■ **Assigned task**: Could you return every line of the material that contains the word "super"?

■ **Available records**:

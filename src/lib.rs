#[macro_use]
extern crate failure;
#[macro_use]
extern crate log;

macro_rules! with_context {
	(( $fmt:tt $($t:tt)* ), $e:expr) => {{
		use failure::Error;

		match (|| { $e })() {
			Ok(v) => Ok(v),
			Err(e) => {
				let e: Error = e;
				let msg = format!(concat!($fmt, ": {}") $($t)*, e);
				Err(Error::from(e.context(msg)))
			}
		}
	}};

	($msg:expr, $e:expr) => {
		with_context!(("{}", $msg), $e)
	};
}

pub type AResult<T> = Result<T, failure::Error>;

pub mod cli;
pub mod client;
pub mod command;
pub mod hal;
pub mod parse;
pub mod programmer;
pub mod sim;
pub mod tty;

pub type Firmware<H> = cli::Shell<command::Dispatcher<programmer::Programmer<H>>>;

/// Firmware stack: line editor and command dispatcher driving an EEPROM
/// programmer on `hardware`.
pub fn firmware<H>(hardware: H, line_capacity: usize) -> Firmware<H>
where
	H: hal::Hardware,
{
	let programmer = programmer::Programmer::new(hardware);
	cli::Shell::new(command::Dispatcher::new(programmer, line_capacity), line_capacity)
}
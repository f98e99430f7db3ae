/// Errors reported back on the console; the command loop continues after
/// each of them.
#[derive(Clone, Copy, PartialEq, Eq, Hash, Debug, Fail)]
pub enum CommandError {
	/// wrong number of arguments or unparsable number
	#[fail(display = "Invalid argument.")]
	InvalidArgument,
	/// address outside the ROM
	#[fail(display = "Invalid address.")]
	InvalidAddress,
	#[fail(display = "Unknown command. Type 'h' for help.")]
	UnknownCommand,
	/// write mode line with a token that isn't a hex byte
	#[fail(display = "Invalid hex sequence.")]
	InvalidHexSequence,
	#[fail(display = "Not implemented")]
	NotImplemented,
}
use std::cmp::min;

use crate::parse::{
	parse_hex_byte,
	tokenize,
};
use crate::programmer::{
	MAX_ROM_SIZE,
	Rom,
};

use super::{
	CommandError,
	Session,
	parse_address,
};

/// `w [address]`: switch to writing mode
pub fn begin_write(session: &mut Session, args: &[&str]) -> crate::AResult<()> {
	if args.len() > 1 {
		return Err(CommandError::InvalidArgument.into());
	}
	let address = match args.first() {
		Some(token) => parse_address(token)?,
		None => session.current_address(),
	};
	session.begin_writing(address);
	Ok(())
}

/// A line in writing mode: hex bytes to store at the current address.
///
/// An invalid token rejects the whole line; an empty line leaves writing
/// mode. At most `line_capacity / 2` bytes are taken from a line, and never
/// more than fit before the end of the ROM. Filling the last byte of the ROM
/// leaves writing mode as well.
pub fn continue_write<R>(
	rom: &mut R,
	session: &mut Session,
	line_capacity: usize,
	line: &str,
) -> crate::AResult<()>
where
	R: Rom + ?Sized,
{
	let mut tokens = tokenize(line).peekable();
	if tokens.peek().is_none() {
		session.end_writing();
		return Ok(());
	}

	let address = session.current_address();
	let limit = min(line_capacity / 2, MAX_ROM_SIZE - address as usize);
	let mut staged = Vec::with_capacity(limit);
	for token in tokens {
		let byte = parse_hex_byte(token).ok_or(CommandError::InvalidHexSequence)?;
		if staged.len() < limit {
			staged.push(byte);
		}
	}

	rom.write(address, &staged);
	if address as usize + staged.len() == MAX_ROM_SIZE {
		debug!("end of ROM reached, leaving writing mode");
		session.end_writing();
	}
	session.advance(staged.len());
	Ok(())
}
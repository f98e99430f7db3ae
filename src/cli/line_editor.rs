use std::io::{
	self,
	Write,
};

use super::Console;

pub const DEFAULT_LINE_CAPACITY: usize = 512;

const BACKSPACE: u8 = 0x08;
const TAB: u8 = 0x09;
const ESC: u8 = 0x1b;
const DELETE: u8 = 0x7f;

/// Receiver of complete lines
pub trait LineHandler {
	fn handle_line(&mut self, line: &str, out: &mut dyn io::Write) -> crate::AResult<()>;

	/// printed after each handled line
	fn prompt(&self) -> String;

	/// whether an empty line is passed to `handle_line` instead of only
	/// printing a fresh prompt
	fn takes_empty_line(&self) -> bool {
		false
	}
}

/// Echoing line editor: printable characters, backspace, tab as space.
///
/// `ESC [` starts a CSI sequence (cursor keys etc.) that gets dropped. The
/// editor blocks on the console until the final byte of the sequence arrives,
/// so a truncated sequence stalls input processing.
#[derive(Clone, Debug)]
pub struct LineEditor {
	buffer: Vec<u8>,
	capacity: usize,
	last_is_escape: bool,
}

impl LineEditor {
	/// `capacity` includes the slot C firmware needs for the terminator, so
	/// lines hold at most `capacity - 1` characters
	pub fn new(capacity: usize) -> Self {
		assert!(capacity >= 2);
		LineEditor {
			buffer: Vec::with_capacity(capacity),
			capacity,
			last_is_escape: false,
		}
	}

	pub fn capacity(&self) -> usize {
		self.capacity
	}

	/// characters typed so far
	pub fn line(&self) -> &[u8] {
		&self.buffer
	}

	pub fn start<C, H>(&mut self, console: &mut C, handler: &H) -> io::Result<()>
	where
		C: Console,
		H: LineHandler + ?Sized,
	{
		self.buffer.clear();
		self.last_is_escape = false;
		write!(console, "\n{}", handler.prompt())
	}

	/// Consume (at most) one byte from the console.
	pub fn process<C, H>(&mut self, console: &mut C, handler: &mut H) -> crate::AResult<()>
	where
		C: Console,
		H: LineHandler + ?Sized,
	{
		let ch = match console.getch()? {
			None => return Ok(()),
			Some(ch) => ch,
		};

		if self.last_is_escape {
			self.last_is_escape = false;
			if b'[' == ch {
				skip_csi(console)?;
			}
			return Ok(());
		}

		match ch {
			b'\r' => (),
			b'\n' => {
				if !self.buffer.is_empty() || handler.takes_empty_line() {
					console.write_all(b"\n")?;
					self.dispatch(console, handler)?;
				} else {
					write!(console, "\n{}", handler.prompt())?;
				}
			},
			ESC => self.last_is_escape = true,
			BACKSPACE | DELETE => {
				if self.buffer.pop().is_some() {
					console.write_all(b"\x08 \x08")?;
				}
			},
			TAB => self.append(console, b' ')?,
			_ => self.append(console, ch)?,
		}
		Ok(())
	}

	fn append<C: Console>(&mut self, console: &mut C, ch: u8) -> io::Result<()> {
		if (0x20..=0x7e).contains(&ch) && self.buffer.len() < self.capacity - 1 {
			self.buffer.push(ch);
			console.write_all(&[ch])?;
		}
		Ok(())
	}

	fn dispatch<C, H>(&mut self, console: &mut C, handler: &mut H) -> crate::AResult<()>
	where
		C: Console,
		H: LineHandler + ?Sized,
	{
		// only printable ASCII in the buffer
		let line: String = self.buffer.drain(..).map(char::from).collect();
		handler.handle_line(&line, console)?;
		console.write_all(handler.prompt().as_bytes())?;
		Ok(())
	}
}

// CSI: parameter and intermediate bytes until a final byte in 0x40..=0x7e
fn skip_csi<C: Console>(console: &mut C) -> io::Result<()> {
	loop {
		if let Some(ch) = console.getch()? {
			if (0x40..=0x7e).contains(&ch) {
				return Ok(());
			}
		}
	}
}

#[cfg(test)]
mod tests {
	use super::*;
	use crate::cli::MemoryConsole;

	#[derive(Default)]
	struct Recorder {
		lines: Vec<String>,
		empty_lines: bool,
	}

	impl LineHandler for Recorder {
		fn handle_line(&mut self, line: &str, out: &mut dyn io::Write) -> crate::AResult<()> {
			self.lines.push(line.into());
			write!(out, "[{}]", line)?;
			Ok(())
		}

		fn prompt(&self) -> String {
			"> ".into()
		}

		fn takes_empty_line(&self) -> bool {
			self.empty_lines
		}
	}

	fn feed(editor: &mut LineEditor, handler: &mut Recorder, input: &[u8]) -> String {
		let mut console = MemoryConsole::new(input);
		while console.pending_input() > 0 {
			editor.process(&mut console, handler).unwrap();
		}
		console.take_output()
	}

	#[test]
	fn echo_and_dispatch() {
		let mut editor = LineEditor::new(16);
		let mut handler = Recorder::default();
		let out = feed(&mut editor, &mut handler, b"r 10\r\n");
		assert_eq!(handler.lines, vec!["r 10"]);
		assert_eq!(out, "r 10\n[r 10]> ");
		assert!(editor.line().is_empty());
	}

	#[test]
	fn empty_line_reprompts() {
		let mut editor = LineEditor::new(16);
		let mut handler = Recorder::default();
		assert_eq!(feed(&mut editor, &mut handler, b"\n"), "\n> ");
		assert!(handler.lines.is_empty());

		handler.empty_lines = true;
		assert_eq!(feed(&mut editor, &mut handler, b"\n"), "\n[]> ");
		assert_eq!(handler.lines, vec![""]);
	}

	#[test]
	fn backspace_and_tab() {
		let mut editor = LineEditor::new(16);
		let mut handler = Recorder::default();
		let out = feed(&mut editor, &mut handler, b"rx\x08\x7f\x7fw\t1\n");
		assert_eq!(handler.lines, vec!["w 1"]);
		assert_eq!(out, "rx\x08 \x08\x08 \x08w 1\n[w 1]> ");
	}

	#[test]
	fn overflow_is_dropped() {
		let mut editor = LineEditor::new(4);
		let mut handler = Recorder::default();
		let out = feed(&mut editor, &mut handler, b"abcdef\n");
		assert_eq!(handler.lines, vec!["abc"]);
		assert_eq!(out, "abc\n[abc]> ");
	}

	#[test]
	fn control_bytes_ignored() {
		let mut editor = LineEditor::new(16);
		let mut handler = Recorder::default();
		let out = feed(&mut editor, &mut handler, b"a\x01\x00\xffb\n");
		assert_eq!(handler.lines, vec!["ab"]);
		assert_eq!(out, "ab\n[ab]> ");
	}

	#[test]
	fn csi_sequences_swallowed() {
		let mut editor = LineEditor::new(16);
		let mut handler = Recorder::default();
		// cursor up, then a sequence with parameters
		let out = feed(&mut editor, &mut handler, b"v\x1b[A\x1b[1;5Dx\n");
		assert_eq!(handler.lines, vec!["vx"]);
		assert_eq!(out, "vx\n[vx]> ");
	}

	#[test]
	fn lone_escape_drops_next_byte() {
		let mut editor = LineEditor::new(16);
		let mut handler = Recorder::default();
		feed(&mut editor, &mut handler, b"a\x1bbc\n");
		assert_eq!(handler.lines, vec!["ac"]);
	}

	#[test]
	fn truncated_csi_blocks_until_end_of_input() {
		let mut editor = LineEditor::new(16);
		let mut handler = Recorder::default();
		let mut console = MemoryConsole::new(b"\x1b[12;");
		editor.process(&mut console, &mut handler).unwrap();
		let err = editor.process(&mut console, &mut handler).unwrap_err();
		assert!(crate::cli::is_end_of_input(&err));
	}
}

■ **Response to this task**:
use super::{
use super::Console;
	use super::*;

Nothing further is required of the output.